Blick unter die Motorhaube

Die Karosserie dieses Modells besitzt bewegliche Elemente, die den Blick auf Details freigeben, die bei einer versiegelten Karosserie verborgen blieben. Besonders die Motorhaube lohnt einen zweiten Blick: Sie lässt sich anheben und zeigt den kompakten VR6-Block, dessen geringe Baubreite auch im Modell nachvollziehbar wird. Diese Öffnungsmechanik verlangt engere Fertigungstoleranzen als eine versiegelte Karosserie, weil die Scharniere über Jahre hinweg ihre Position halten müssen, ohne dass sich die Spaltmasse an den Kanten vergrössert. Wer die Haube anhebt, erkennt sofort, warum der VR6 als elegante Platzlösung galt: Der Motor wirkt im Vergleich zu einem klassischen V6 überraschend kompakt, und genau dieses Detail macht den Corrado für Sammler interessant, die technische Zusammenhänge am Modell selbst nachvollziehen möchten.

Zinkdruckguss-Gewicht und Langzeitqualität

Das Metallgewicht des Zinkdruckgusses macht sich beim Herausnehmen aus der Verpackung sofort bemerkbar und unterscheidet dieses Modell spürbar von leichteren Kunststoffausführungen.
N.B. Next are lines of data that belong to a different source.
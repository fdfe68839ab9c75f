#![allow(dead_code)]

use axum::{
    body::Body,
    http::{Method, Request, StatusCode},
    Router,
};
use ponderada::{db, state::AppState, web::routes::create_router};
use serde_json::{json, Value};
use sqlx::{sqlite::SqlitePoolOptions, SqlitePool};
use tower::ServiceExt; // for oneshot

/// Router real sobre uma base SQLite em memória com as migrações aplicadas.
pub struct TestApp {
    pub router: Router,
    pub pool: SqlitePool,
}

pub async fn spawn_app() -> TestApp {
    // Uma única ligação que nunca expira: a base em memória vive com ela
    let pool = SqlitePoolOptions::new()
        .max_connections(1)
        .idle_timeout(None)
        .max_lifetime(None)
        .connect("sqlite::memory:")
        .await
        .expect("Failed to open in-memory database");
    db::run_migrations(&pool)
        .await
        .expect("Failed to run migrations");

    TestApp {
        router: create_router(AppState::new(pool.clone())),
        pool,
    }
}

impl TestApp {
    pub async fn request(&self, method: Method, uri: &str, body: Option<Value>) -> (StatusCode, Value) {
        let builder = Request::builder().method(method).uri(uri);
        let request = match body {
            Some(body) => builder
                .header("content-type", "application/json")
                .body(Body::from(body.to_string()))
                .unwrap(),
            None => builder.body(Body::empty()).unwrap(),
        };

        let response = self.router.clone().oneshot(request).await.unwrap();
        let status = response.status();
        let bytes = axum::body::to_bytes(response.into_body(), usize::MAX)
            .await
            .unwrap();
        let value = if bytes.is_empty() {
            Value::Null
        } else {
            serde_json::from_slice(&bytes).unwrap_or(Value::Null)
        };
        (status, value)
    }

    pub async fn get(&self, uri: &str) -> (StatusCode, Value) {
        self.request(Method::GET, uri, None).await
    }

    pub async fn post(&self, uri: &str, body: Value) -> (StatusCode, Value) {
        self.request(Method::POST, uri, Some(body)).await
    }

    pub async fn put(&self, uri: &str, body: Value) -> (StatusCode, Value) {
        self.request(Method::PUT, uri, Some(body)).await
    }

    pub async fn delete(&self, uri: &str) -> (StatusCode, Value) {
        self.request(Method::DELETE, uri, None).await
    }

    /// POST que tem de dar 201; devolve o id atribuído.
    pub async fn create(&self, uri: &str, body: Value) -> i64 {
        let (status, created) = self.post(uri, body).await;
        assert_eq!(status, StatusCode::CREATED, "POST {} falhou: {}", uri, created);
        created["id"].as_i64().expect("created row without id")
    }

    pub async fn count(&self, uri: &str) -> usize {
        let (status, list) = self.get(uri).await;
        assert_eq!(status, StatusCode::OK);
        list.as_array().expect("list endpoint must return an array").len()
    }

    // --- Fixtures ---

    pub async fn create_ong(&self) -> i64 {
        self.create(
            "/api/ongs",
            json!({
                "name": "Instituto Aprender",
                "email": "contato@aprender.org",
                "cnpj": "12.345.678/0001-90",
                "telephone": "81 3333-4444",
                "foundationData": "2010-03-15",
                "address": "Rua das Flores, 100"
            }),
        )
        .await
    }

    pub async fn create_user(&self, email: &str, role: &str) -> i64 {
        self.create(
            "/api/users",
            json!({ "email": email, "password": "senha-forte", "gender": 1, "role": role }),
        )
        .await
    }

    pub async fn create_professor(&self, ong_id: i64, user_id: i64) -> i64 {
        self.create(
            "/api/professors",
            json!({
                "name": "Paulo Freire",
                "telephone": "81 98888-7777",
                "city": "Recife",
                "ong_id": ong_id,
                "user_id": user_id
            }),
        )
        .await
    }

    pub async fn create_responsable(&self, ong_id: i64) -> i64 {
        self.create(
            "/api/responsables",
            json!({ "name": "Maria Souza", "email": "maria@mail.com", "ong_id": ong_id }),
        )
        .await
    }

    pub async fn create_student(&self, ong_id: i64, responsable_id: Option<i64>) -> i64 {
        self.create("/api/students", student_body(ong_id, responsable_id)).await
    }

    pub async fn create_class(&self, ong_id: i64) -> i64 {
        self.create(
            "/api/classes",
            json!({ "local": "Sala 2", "workshop": "Robótica", "ong_id": ong_id }),
        )
        .await
    }

    pub async fn create_student_class(&self, student_id: i64, class_id: i64) -> i64 {
        self.create(
            "/api/student-classes",
            json!({ "student_id": student_id, "class_id": class_id }),
        )
        .await
    }

    pub async fn create_instance_class(&self, class_id: i64) -> i64 {
        self.create(
            "/api/instance-classes",
            json!({ "id_classes": class_id, "date": "2024-04-02", "status": 1 }),
        )
        .await
    }
}

pub fn student_body(ong_id: i64, responsable_id: Option<i64>) -> Value {
    json!({
        "name": "Lucas Lima",
        "email": "lucas@mail.com",
        "gender": 1,
        "race": 2,
        "birthday": "2012-08-20",
        "state": 17,
        "city": "Olinda",
        "address": "Rua do Sol, 5",
        "status": 1,
        "civil_state": 0,
        "ong_id": ong_id,
        "responsable_id": responsable_id
    })
}

pub fn assert_error(status: StatusCode, body: &Value, expected: StatusCode) {
    assert_eq!(status, expected, "unexpected status, body: {}", body);
    assert!(
        body["error"].as_str().map_or(false, |msg| !msg.is_empty()),
        "error body must be {{\"error\": string}}, got {}",
        body
    );
}
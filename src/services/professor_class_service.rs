// src/services/professor_class_service.rs
use crate::{
    error::{map_delete_error, AppError, AppResult},
    models::{
        professor::ProfessorSummary,
        professor_class::{
            CreateProfessorClassPayload, ProfessorClass, ProfessorClassWithProfessor,
            UpdateProfessorClassPayload,
        },
    },
    services::{
        instance_class_service,
        reference_service::{self, Table},
    },
};
use chrono::NaiveDateTime;
use sqlx::{FromRow, SqlitePool};

// Linha do JOIN professor_classes ⋈ professors
#[derive(Debug, FromRow)]
struct AssignmentRow {
    id: i64,
    professor_id: i64,
    instance_classes_id: i64,
    created_at: NaiveDateTime,
    updated_at: NaiveDateTime,
    professor_name: String,
    professor_telephone: Option<String>,
    professor_ong_id: i64,
}

impl From<AssignmentRow> for ProfessorClassWithProfessor {
    fn from(row: AssignmentRow) -> Self {
        Self {
            assignment: ProfessorClass {
                id: row.id,
                professor_id: row.professor_id,
                instance_classes_id: row.instance_classes_id,
                created_at: row.created_at,
                updated_at: row.updated_at,
            },
            professor: ProfessorSummary {
                id: row.professor_id,
                name: row.professor_name,
                telephone: row.professor_telephone,
                ong_id: row.professor_ong_id,
            },
        }
    }
}

pub async fn find_all_professor_classes(db_pool: &SqlitePool) -> AppResult<Vec<ProfessorClass>> {
    let rows = sqlx::query_as::<_, ProfessorClass>("SELECT * FROM professor_classes ORDER BY id ASC")
        .fetch_all(db_pool)
        .await?;
    Ok(rows)
}

pub async fn get_professor_class(db_pool: &SqlitePool, id: i64) -> AppResult<ProfessorClass> {
    sqlx::query_as::<_, ProfessorClass>("SELECT * FROM professor_classes WHERE id = ?1")
        .bind(id)
        .fetch_optional(db_pool)
        .await?
        .ok_or_else(|| {
            AppError::NotFound("Professor não encontrado nesta instância de aula.".to_string())
        })
}

/// Professores de uma instância de aula, com o resumo de cada professor.
pub async fn list_professors_for_instance(
    db_pool: &SqlitePool,
    instance_classes_id: i64,
) -> AppResult<Vec<ProfessorClassWithProfessor>> {
    instance_class_service::get_instance_class(db_pool, instance_classes_id).await?;

    let rows = sqlx::query_as::<_, AssignmentRow>(
        r#"
        SELECT
            pc.id,
            pc.professor_id,
            pc.instance_classes_id,
            pc.created_at,
            pc.updated_at,
            p.name AS professor_name,
            p.telephone AS professor_telephone,
            p.ong_id AS professor_ong_id
        FROM professor_classes pc
        JOIN professors p ON p.id = pc.professor_id
        WHERE pc.instance_classes_id = ?1
        ORDER BY pc.id ASC
        "#,
    )
    .bind(instance_classes_id)
    .fetch_all(db_pool)
    .await?;

    Ok(rows.into_iter().map(Into::into).collect())
}

pub async fn create_professor_class(
    db_pool: &SqlitePool,
    payload: CreateProfessorClassPayload,
) -> AppResult<ProfessorClass> {
    reference_service::ensure_references(
        db_pool,
        &[
            ("professor_id", Table::Professors, payload.professor_id),
            ("instance_classes_id", Table::InstanceClasses, payload.instance_classes_id),
        ],
    )
    .await?;

    let row = sqlx::query_as::<_, ProfessorClass>(
        r#"
        INSERT INTO professor_classes (professor_id, instance_classes_id)
        VALUES (?1, ?2)
        RETURNING *
        "#,
    )
    .bind(payload.professor_id)
    .bind(payload.instance_classes_id)
    .fetch_one(db_pool)
    .await?;

    tracing::info!(
        "✅ Professor {} alocado à instância {}.",
        row.professor_id,
        row.instance_classes_id
    );
    Ok(row)
}

pub async fn update_professor_class(
    db_pool: &SqlitePool,
    id: i64,
    changes: UpdateProfessorClassPayload,
) -> AppResult<ProfessorClass> {
    let mut row = get_professor_class(db_pool, id).await?;
    row.apply(changes);
    reference_service::ensure_references(
        db_pool,
        &[
            ("professor_id", Table::Professors, row.professor_id),
            ("instance_classes_id", Table::InstanceClasses, row.instance_classes_id),
        ],
    )
    .await?;

    let row = sqlx::query_as::<_, ProfessorClass>(
        r#"
        UPDATE professor_classes
        SET professor_id = ?1, instance_classes_id = ?2, updated_at = CURRENT_TIMESTAMP
        WHERE id = ?3
        RETURNING *
        "#,
    )
    .bind(row.professor_id)
    .bind(row.instance_classes_id)
    .bind(id)
    .fetch_one(db_pool)
    .await?;
    Ok(row)
}

pub async fn delete_professor_class(db_pool: &SqlitePool, id: i64) -> AppResult<()> {
    get_professor_class(db_pool, id).await?;
    sqlx::query("DELETE FROM professor_classes WHERE id = ?1")
        .bind(id)
        .execute(db_pool)
        .await
        .map_err(|e| map_delete_error(e, "A alocação do professor"))?;
    Ok(())
}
Diese Materialwahl bringt zugleich eine hohe Formstabilität mit sich: Auch nach Jahren in der Vitrine verändert sich die Karosserie nicht, während die beweglichen Elemente durch ihre Metallscharniere ihre Funktion behalten. Der Kompromiss gegenüber einer geschlossenen Karosserie liegt in etwas breiteren Spaltmassen an den beweglichen Elementen, ein Effekt, den Zinkdruckguss-Modelle mit beweglichen Teilen grundsätzlich mit sich bringen, unabhängig vom Hersteller.

Der Corrado im Kontext der VW-Coupé-Geschichte

Der Corrado ersetzte 1988 den Scirocco als sportliches Coupé im Volkswagen-Programm und wurde bis 1995 gebaut, wobei die VR6-Version ab 1992 die stärkste Serienmotorisierung darstellte. Im Vergleich zu Konkurrenten wie dem Opel Calibra positionierte sich der Corrado VR6 durch seinen Motor klar im oberen Preissegment der Coupé-Klasse, ohne den Alltagsnutzen eines Volkswagen-Fahrzeugs zu verlieren. Im Massstab 1:18 misst das Modell rund 24 Zentimeter in der Länge, eine Grösse, die dem kompakten, keilförmigen Profil des realen Fahrzeugs gerecht wird und sich gut in eine Reihe mit anderen Neunziger-Coupés einfügt. Für Sammler, die eine VW-Motorenchronologie aufbauen, markiert der VR6 den Übergang von den G-Lader-Motorisierungen zum später breiter eingesetzten Sechszylinder-Konzept. Die limitierte Edition in Aqua Blue Metallic ergänzt diese technische Geschichte um eine seltene Farboption, die in den meisten Corrado-Sammlungen bislang unterrepräsentiert ist. Gerade im Vergleich mit der G60-Ausführung desselben Fahrzeugs lässt sich die technische Entwicklung des Corrado innerhalb weniger Jahre besonders anschaulich nachvollziehen.

Ein Motoren-Meilenstein für die Vitrine

Dieses Modell eignet sich besonders für Sammler, die technische Meilensteine statt reiner Design-Chronologien verfolgen. Der VR6-Motor bleibt bis heute eine der eigenständigsten Lösungen im Volkswagen-Konzern, und der Corrado war das erste Serienfahrzeug, das ihn trug. Die Kombination aus öffnenden Elementen, sichtbarem Motorblock und der seltenen Aqua Blue Metallic Lackierung macht dieses Zinkdruckguss-Modell zu einem Stück, das über die reine Optik hinaus eine echte Ingenieursleistung dokumentiert. Neben der G60-Ausführung desselben Baujahrs ergibt sich eine kleine, aber aussagekräftige Sammlung, die die technische Entwicklung des Corrado sichtbar macht, ohne dass dafür ein grosses Sammlungsbudget nötig wäre.